Arts and Design

Yinka Shonibare CBE review – where Churchill finds his inner psychedelic dandy


It looks like a happy ending. After the disputes and all the agonising, Yinka Shonibare CBE offers a witty, weirdly beautiful conclusion to the debate over public statues that has raged since Edward Colston was toppled in Bristol four years ago. Except I don’t think Shonibare is interested in conclusions.

Queen Victoria, Winston Churchill, Kitchener – they’re all here, a gallery of famous and less famous icons of Britain’s imperial past. Their statues from public places in the capital have been reproduced, not monumental size but human height. They have also been removed from their plinths and brought down to earth. And each statue has been covered in the bright multicoloured Dutch wax prints that are Shonibare’s multicultural pop art trademark. These ravishing textiles, made in the Netherlands (and at one time Manchester) to sell in Africa since the 19th century and still doing a roaring trade, symbolise in Shonibare’s work the inauthenticity and complexity of culture and identity in a globalised capitalist world. Now they turn patriotic statues into something new and unimaginable to the dead people they represent.
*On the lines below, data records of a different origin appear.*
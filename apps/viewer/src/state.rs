use std::sync::Arc;

use crate::config::Config;
use crate::truth_engine::ProfileSource;

/// Shared application state injected into all route handlers via Axum extractors.
#[derive(Clone)]
pub struct AppState {
    /// Upstream profile source. `TruthEngineClient` in production, stubs in tests.
    pub source: Arc<dyn ProfileSource>,
    pub config: Config,
}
Funky psychedelia … Decolonised Structures. Photograph: Photographer: Stephen White & Co. © Yinka Shonibare CBE

Would Winston Churchill recognise himself? He stands covered in a pink and green wax print pattern that flows up from his greatcoat over his bald head, a funky psychedelic figure coloured with the heady forces that transformed Britain after his death in 1965. Downsized from his brooding bronze statue by Ivor Roberts-Jones that towers on a plinth in Westminster Square, Shonibare’s Winston is a kaleidoscopic dandy.

It’s a statue that should be bought by parliament, or at least the V&A, to remember the man who destroyed the British empire. Churchill, born 150 years ago, is today often denounced as a racist and imperialist. But a politician who put the British empire first in 1940 would have done as Hitler hoped and agreed to carve up the world with Nazi Germany, with Britain enjoying its global possessions while Germany enslaved eastern Europe. By fighting against any such peace, Churchill put world before nation and sacrificed Britain’s economy and power, making the end of empire inevitable.
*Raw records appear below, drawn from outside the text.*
//! Profile → document tree.
//!
//! The tree decides *what* appears and in which order; `html` decides how it
//! looks. Section order is fixed: header, experience, education, skills,
//! projects, footer. A list section is present only when its field is set and
//! non-empty, and its entries keep the order the profile gave them.

use chrono::{DateTime, Local};

use crate::models::profile::{EducationStatus, Profile, SkillCategory};
use crate::render::format::{
    credential_line, education_date_range, experience_date_range, hostname_label,
    last_updated_label, location_line,
};
use crate::truth_engine::{json_ld_url, raw_json_url};

/// Where the footer links point. `handle` is the configured one, used only
/// when the profile does not carry its own.
#[derive(Debug, Clone, Copy)]
pub struct SiteLinks<'a> {
    pub api_base: &'a str,
    pub handle: Option<&'a str>,
}

#[derive(Debug, Clone, PartialEq)]
pub struct Document<'a> {
    pub title: String,
    pub description: String,
    pub sections: Vec<Section<'a>>,
}

#[derive(Debug, Clone, PartialEq)]
pub enum Section<'a> {
    Header(Header<'a>),
    Experience(Vec<ExperienceItem<'a>>),
    Education(Vec<EducationItem<'a>>),
    Skills(&'a [SkillCategory]),
    Projects(Vec<ProjectItem<'a>>),
    Footer(Footer),
}

impl Section<'_> {
    pub fn kind(&self) -> SectionKind {
        match self {
            Section::Header(_) => SectionKind::Header,
            Section::Experience(_) => SectionKind::Experience,
            Section::Education(_) => SectionKind::Education,
            Section::Skills(_) => SectionKind::Skills,
            Section::Projects(_) => SectionKind::Projects,
            Section::Footer(_) => SectionKind::Footer,
        }
    }
}

#[derive(Debug, Clone, Copy, PartialEq, Eq)]
pub enum SectionKind {
    Header,
    Experience,
    Education,
    Skills,
    Projects,
    Footer,
}

#[derive(Debug, Clone, PartialEq)]
pub struct Header<'a> {
    pub name: &'a str,
    pub image: Option<&'a str>,
    pub headline: Option<&'a str>,
    pub location: Option<String>,
    pub summary: Option<&'a str>,
    /// `None` when the profile has no `links` object at all.
    pub links: Option<Vec<LinkItem<'a>>>,
    pub email: Option<&'a str>,
    pub phone: Option<&'a str>,
}

#[derive(Debug, Clone, PartialEq)]
pub struct LinkItem<'a> {
    pub href: &'a str,
    pub label: String,
    pub website: bool,
}

#[derive(Debug, Clone, PartialEq)]
pub struct ExperienceItem<'a> {
    pub title: &'a str,
    pub organization: &'a str,
    pub location: Option<&'a str>,
    pub dates: String,
    pub highlights: &'a [String],
    pub tags: &'a [String],
}

#[derive(Debug, Clone, PartialEq)]
pub struct EducationItem<'a> {
    pub institution: &'a str,
    pub credential: Option<String>,
    pub dates: String,
    pub status: Option<&'a str>,
}

#[derive(Debug, Clone, PartialEq)]
pub struct ProjectItem<'a> {
    pub name: &'a str,
    pub url: Option<&'a str>,
    pub description: Option<&'a str>,
    pub tech: &'a [String],
    pub repo_url: Option<&'a str>,
}

#[derive(Debug, Clone, PartialEq)]
pub struct Footer {
    pub last_updated: String,
    pub json_url: String,
    pub json_ld_url: String,
    pub api_base: String,
}

/// Present and non-empty, as a slice.
fn non_empty<T>(items: &Option<Vec<T>>) -> Option<&[T]> {
    items.as_deref().filter(|v| !v.is_empty())
}

fn present(value: &Option<String>) -> Option<&str> {
    value.as_deref().filter(|s| !s.is_empty())
}

pub fn build_document<'a>(
    profile: &'a Profile,
    site: SiteLinks<'_>,
    now: DateTime<Local>,
) -> Document<'a> {
    let identity = &profile.identity;
    let mut sections = vec![Section::Header(build_header(profile))];

    if let Some(experience) = non_empty(&profile.experience) {
        sections.push(Section::Experience(
            experience
                .iter()
                .map(|exp| ExperienceItem {
                    title: &exp.title,
                    organization: &exp.organization,
                    location: present(&exp.location),
                    dates: experience_date_range(exp),
                    highlights: non_empty(&exp.highlights).unwrap_or(&[]),
                    tags: non_empty(&exp.tags).unwrap_or(&[]),
                })
                .collect(),
        ));
    }

    if let Some(education) = non_empty(&profile.education) {
        sections.push(Section::Education(
            education
                .iter()
                .map(|edu| EducationItem {
                    institution: &edu.institution,
                    credential: credential_line(edu),
                    dates: education_date_range(edu),
                    status: edu.status.as_ref().map(EducationStatus::as_str),
                })
                .collect(),
        ));
    }

    if let Some(skills) = non_empty(&profile.skills) {
        sections.push(Section::Skills(skills));
    }

    if let Some(projects) = non_empty(&profile.projects) {
        sections.push(Section::Projects(
            projects
                .iter()
                .map(|proj| ProjectItem {
                    name: &proj.name,
                    url: present(&proj.url),
                    description: present(&proj.description),
                    tech: non_empty(&proj.tech).unwrap_or(&[]),
                    repo_url: present(&proj.repo_url),
                })
                .collect(),
        ));
    }

    let handle = profile
        .handle
        .as_deref()
        .filter(|h| !h.is_empty())
        .or(site.handle)
        .unwrap_or("");
    sections.push(Section::Footer(Footer {
        last_updated: last_updated_label(profile.last_updated.as_deref(), &now),
        json_url: raw_json_url(site.api_base, handle),
        json_ld_url: json_ld_url(site.api_base, handle),
        api_base: site.api_base.to_string(),
    }));

    Document {
        title: format!("{} | Portfolio", identity.name),
        description: present(&identity.headline)
            .map(String::from)
            .unwrap_or_else(|| format!("{}'s professional portfolio", identity.name)),
        sections,
    }
}

fn build_header(profile: &Profile) -> Header<'_> {
    let identity = &profile.identity;

    let links = profile.links.as_ref().map(|links| {
        let website = present(&links.website).map(|href| LinkItem {
            href,
            label: "Website".to_string(),
            website: true,
        });
        let same_as = links
            .same_as
            .iter()
            .flatten()
            .filter(|url| !url.is_empty())
            .map(|url| LinkItem {
                href: url,
                label: hostname_label(url),
                website: false,
            });
        website.into_iter().chain(same_as).collect::<Vec<_>>()
    });

    let contact = profile.contact.as_ref();
    Header {
        name: &identity.name,
        image: present(&identity.image),
        headline: present(&identity.headline),
        location: identity
            .location
            .as_ref()
            .map(location_line)
            .filter(|line| !line.is_empty()),
        summary: present(&identity.summary),
        links,
        email: contact.and_then(|c| present(&c.public_email)),
        phone: contact.and_then(|c| present(&c.phone)),
    }
}

#[cfg(test)]
mod tests {
    use super::*;
    use crate::models::profile::{Education, Experience, Identity, Links, Location, Project};
    use chrono::TimeZone;

    const SITE: SiteLinks<'static> = SiteLinks {
        api_base: "https://ryanguidry.com",
        handle: Some("configured"),
    };

    fn now() -> DateTime<Local> {
        Local.with_ymd_and_hms(2026, 1, 1, 12, 0, 0).unwrap()
    }

    fn named(name: &str) -> Profile {
        Profile {
            handle: Some("rg".to_string()),
            identity: Identity {
                name: name.to_string(),
                ..Default::default()
            },
            ..Default::default()
        }
    }

    fn kinds(doc: &Document<'_>) -> Vec<SectionKind> {
        doc.sections.iter().map(Section::kind).collect()
    }

    fn full_profile() -> Profile {
        let mut profile = named("Ryan Guidry");
        profile.experience = Some(vec![
            Experience {
                organization: "Second".to_string(),
                title: "Newer".to_string(),
                ..Default::default()
            },
            Experience {
                organization: "First".to_string(),
                title: "Older".to_string(),
                ..Default::default()
            },
        ]);
        profile.education = Some(vec![Education {
            institution: "UT Austin".to_string(),
            ..Default::default()
        }]);
        profile.skills = Some(vec![SkillCategory {
            category: "Languages".to_string(),
            items: vec!["Rust".to_string()],
        }]);
        profile.projects = Some(vec![Project {
            name: "viewer".to_string(),
            ..Default::default()
        }]);
        profile
    }

    #[test]
    fn test_sections_in_fixed_order() {
        let profile = full_profile();
        let doc = build_document(&profile, SITE, now());
        assert_eq!(
            kinds(&doc),
            vec![
                SectionKind::Header,
                SectionKind::Experience,
                SectionKind::Education,
                SectionKind::Skills,
                SectionKind::Projects,
                SectionKind::Footer,
            ]
        );
    }

    #[test]
    fn test_entries_keep_source_order() {
        let profile = full_profile();
        let doc = build_document(&profile, SITE, now());
        let Section::Experience(items) = &doc.sections[1] else {
            panic!("expected experience section");
        };
        let orgs: Vec<_> = items.iter().map(|i| i.organization).collect();
        assert_eq!(orgs, vec!["Second", "First"]);
    }

    #[test]
    fn test_missing_or_empty_experience_is_skipped() {
        let mut profile = named("Ryan Guidry");
        let doc = build_document(&profile, SITE, now());
        assert_eq!(kinds(&doc), vec![SectionKind::Header, SectionKind::Footer]);

        profile.experience = Some(vec![]);
        profile.projects = Some(vec![]);
        let doc = build_document(&profile, SITE, now());
        assert!(!kinds(&doc).contains(&SectionKind::Experience));
        assert!(!kinds(&doc).contains(&SectionKind::Projects));
    }

    #[test]
    fn test_header_location_and_links() {
        let mut profile = named("Ryan Guidry");
        profile.identity.location = Some(Location {
            city: Some("Austin".to_string()),
            region: None,
            country: Some("USA".to_string()),
        });
        profile.links = Some(Links {
            website: Some("https://example.com".to_string()),
            same_as: Some(vec!["https://www.linkedin.com/in/rg".to_string()]),
        });

        let doc = build_document(&profile, SITE, now());
        let Section::Header(header) = &doc.sections[0] else {
            panic!("expected header");
        };
        assert_eq!(header.location.as_deref(), Some("Austin, USA"));
        let labels: Vec<_> = header
            .links
            .as_ref()
            .unwrap()
            .iter()
            .map(|l| l.label.as_str())
            .collect();
        assert_eq!(labels, vec!["Website", "linkedin.com/in/rg"]);
    }

    #[test]
    fn test_footer_links_use_profile_handle() {
        let profile = named("Ryan Guidry");
        let doc = build_document(&profile, SITE, now());
        let Some(Section::Footer(footer)) = doc.sections.last() else {
            panic!("expected footer last");
        };
        assert_eq!(footer.json_url, "https://ryanguidry.com/u/rg.json");
        assert_eq!(footer.json_ld_url, "https://ryanguidry.com/u/rg.jsonld");
    }

    #[test]
    fn test_footer_falls_back_to_configured_handle() {
        let mut profile = named("Ryan Guidry");
        profile.handle = None;
        let doc = build_document(&profile, SITE, now());
        let Some(Section::Footer(footer)) = doc.sections.last() else {
            panic!("expected footer last");
        };
        assert_eq!(footer.json_url, "https://ryanguidry.com/u/configured.json");
    }

    #[test]
    fn test_title_and_description() {
        let mut profile = named("Ryan Guidry");
        let doc = build_document(&profile, SITE, now());
        assert_eq!(doc.title, "Ryan Guidry | Portfolio");
        assert_eq!(doc.description, "Ryan Guidry's professional portfolio");

        profile.identity.headline = Some("Engineer".to_string());
        let doc = build_document(&profile, SITE, now());
        assert_eq!(doc.description, "Engineer");
    }
}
Agree or not, we can talk about it. Shonibare’s joyous comic remake of public statuary lets you approach history with a rational detachment. Queen Victoria seems more alive covered in wax print flowers. Even Frederick Roberts, 1st Earl Roberts, mounted on horseback in a pith helmet, becomes disarmingly human here.

Who is he anyway? A celebrated, India-born Victorian general whose career started during the 1857 Indian Rebellion and took him to Afghanistan and the Boer war. The kind of colonial icon we’ve happily forgotten. Shonibare resurrects him in lurid reddish pink on a purple haze of a horse against the greening trees outside the Serpentine windows. To ponder and critique.

At a time when bad art is filled with passionate intensity, Shonibare is an ironist who encourages us to think a bit. The War Library is the most thought-provoking yet of a series of installations in which he fills bookshelves with wax-print-covered bespoke volumes. It’s a massive history of human warfare, covering conflicts from the Byzantine civil war to the second Anglo-Mysore war to the Parthian war of Caracalla. These bloody struggles, ancient and modern, famous and forgotten, are arranged without chronological or geographical hierarchy. The size and decorative flamboyance of a book doesn’t necessarily reflect the generally agreed significance of the war it encapsulates: the volume on the second world war is much slimmer than the one about the Ottoman-Persian war of 1743-46.

We are urged to rethink what matters, and where, in world history. Did Churchill and the Battle of Britain really shape our world more decisively than the Cherokee-American war or the second Habsburg-Valois war?

A history of human warfare … The War Library. Photograph: Photo: © Stephen White & Co.

While you can’t remove and read its incongruously beautified volumes (what’s inside them anyway?), there is a study table in the centre of the gallery where you can explore a specially created digital encyclopedic history of warfare, with maps, chronologies and artistic depictions of conflict. At a time when once again wars are everyday news, Shonibare invites you to stand back, consider history, try to understand why war is such a recurring habit of our species.

There’s respite, however. Shonibare’s installation Sanctuary City is a moving ensemble of architectural models, lit from within against the dark. They include Notre Dame Cathedral, where Quasimodo famously sought “sanctuary!”. Fantastical colours burst from its gothic windows, like the hues of stained glass: but when you peek inside the model they turn out to be, once again, wax print patterns cunningly inserted and illuminated.

From Notre Dame to the modernist United Nations building in New York to the Chiswick Women’s Refuge, the buildings here glow with the idea of protecting vulnerable people. Except things are never so simple with Shonibare. Some of the apparently welcoming lights are cruelly deceptive. The Bibby Stockholm barge is a massive bleak presence in spite of the bright colours in its windows, a hulking reminder of Britain’s cold comfort for the asylum seekers who are sent there. It too will pass into history, like the British empire and the Fashoda Incident. Look it up in his library.